Figure 4: Validation of patient-specific vascular CFD models with in vivo multi-modality image data: a) validation of velocity profiles with phase-contrast MR measurements of a normal carotid artery, b) validation of CFD peak velocity at a stenosed internal carotid artery with Doppler ultrasound, and c) validation of inflow regions in a cerebral aneurysm using time-of-flight MRI image intensity maps.

 

In a recent study [51], we show that patient-specific CFD models can correctly predict the location and shape of the major intra-aneurysmal flow structures that can be identified by conventional angiography. For this purpose, patient-specific models of three cerebral aneurysms were constructed from 3D rotational angiography images and CFD simulations performed. Using the resulting velocity fields, contrast transport was simulated and visualizations created to provide a “virtual” angiogram.  These models were then compared to images from high frame rate conventional angiography to compare flow structures. The CFD simulations showed three distinct flow types ranging from simple to complex.

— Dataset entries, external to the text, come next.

/// A unit of background work handed to a [`TaskSpawner`].
pub type Task = Box<dyn FnOnce() + Send + 'static>;

/// Runs compile tasks on behalf of a [`ProxyEngine`][crate::ProxyEngine].
///
/// The engine never calls `spawn()` while holding one of its locks, so an implementation may
/// run the task before returning.
pub trait TaskSpawner: Send + Sync {
    /// Schedules a task for execution. The task may run on any thread, in any order relative
    /// to other tasks.
    fn spawn(&self, task: Task);
}

/// Runs every task on the calling thread before `spawn()` returns.
///
/// Useful for hosts that want compile results to be visible as soon as the engine call that
/// started the compile returns, and for deterministic tests.
#[derive(Clone, Copy, Debug, Default)]
#[non_exhaustive]
pub struct InlineSpawner;

impl TaskSpawner for InlineSpawner {
    fn spawn(&self, task: Task) {
        task();
    }
}

#[cfg(test)]
#[cfg_attr(coverage_nightly, coverage(off))]
mod tests {
    use std::cell::Cell;
    use std::sync::Arc;
    use std::sync::atomic::{AtomicBool, Ordering};

    use super::*;

    #[test]
    fn inline_spawner_runs_before_returning() {
        let ran = Arc::new(AtomicBool::new(false));
        let ran_clone = Arc::clone(&ran);

        InlineSpawner.spawn(Box::new(move || ran_clone.store(true, Ordering::Relaxed)));

        assert!(ran.load(Ordering::Relaxed));
    }

    #[test]
    fn inline_spawner_runs_on_calling_thread() {
        thread_local! {
            static MARK: Cell<bool> = const { Cell::new(false) };
        }

        InlineSpawner.spawn(Box::new(|| MARK.with(|mark| mark.set(true))));

        assert!(MARK.with(Cell::get));
    }
}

Virtual angiographic images showed good agreement with images from conventional angiography for all three aneurysms with analogous size and orientation of the inflow jet, regions of impaction, and flow type. Large intra-aneurysmal vortices and regions of outflow also corresponded between the images. An example for an ICA aneurysm is presented in Figure 5.

 

 

Figure 5: Model of internal carotid artery aneurysm from 3DRA images, visualizations of intraaneurysmal flow patterns and wall shear stress distribution at three instants during the cardiac cycle, and comparison of high frame rate conventional angiograms and “virtual” angiograms obtained from the CFD simulations.

 

Models of the Circle of Willis from MRA Data

 

We have constructed realistic, patient specific models of the blood flow in the circle of Willis from MRI image data [52, 53]. The anatomical models were constructed from MRA images of normal volunteers using deformable models and surface merging algorithms [54]. The physiologic flow conditions were derived from PC-MR measurements in all the vessels of the Circle of Willis (Figure 6a). Visualizations of the distributions of flow among the vessels comprising the circle of Willis were performed using “virtual angiograms”, a novel technique that simulates the injection and passage of a contrast agent into the blood vessel [36, 52] (Figure 6c). Regions of increased and decreased wall shear stress were observed at arterial bifurcations and regions of high vessel curvature, which are preferred locations for aneurysm development (Figure 6b).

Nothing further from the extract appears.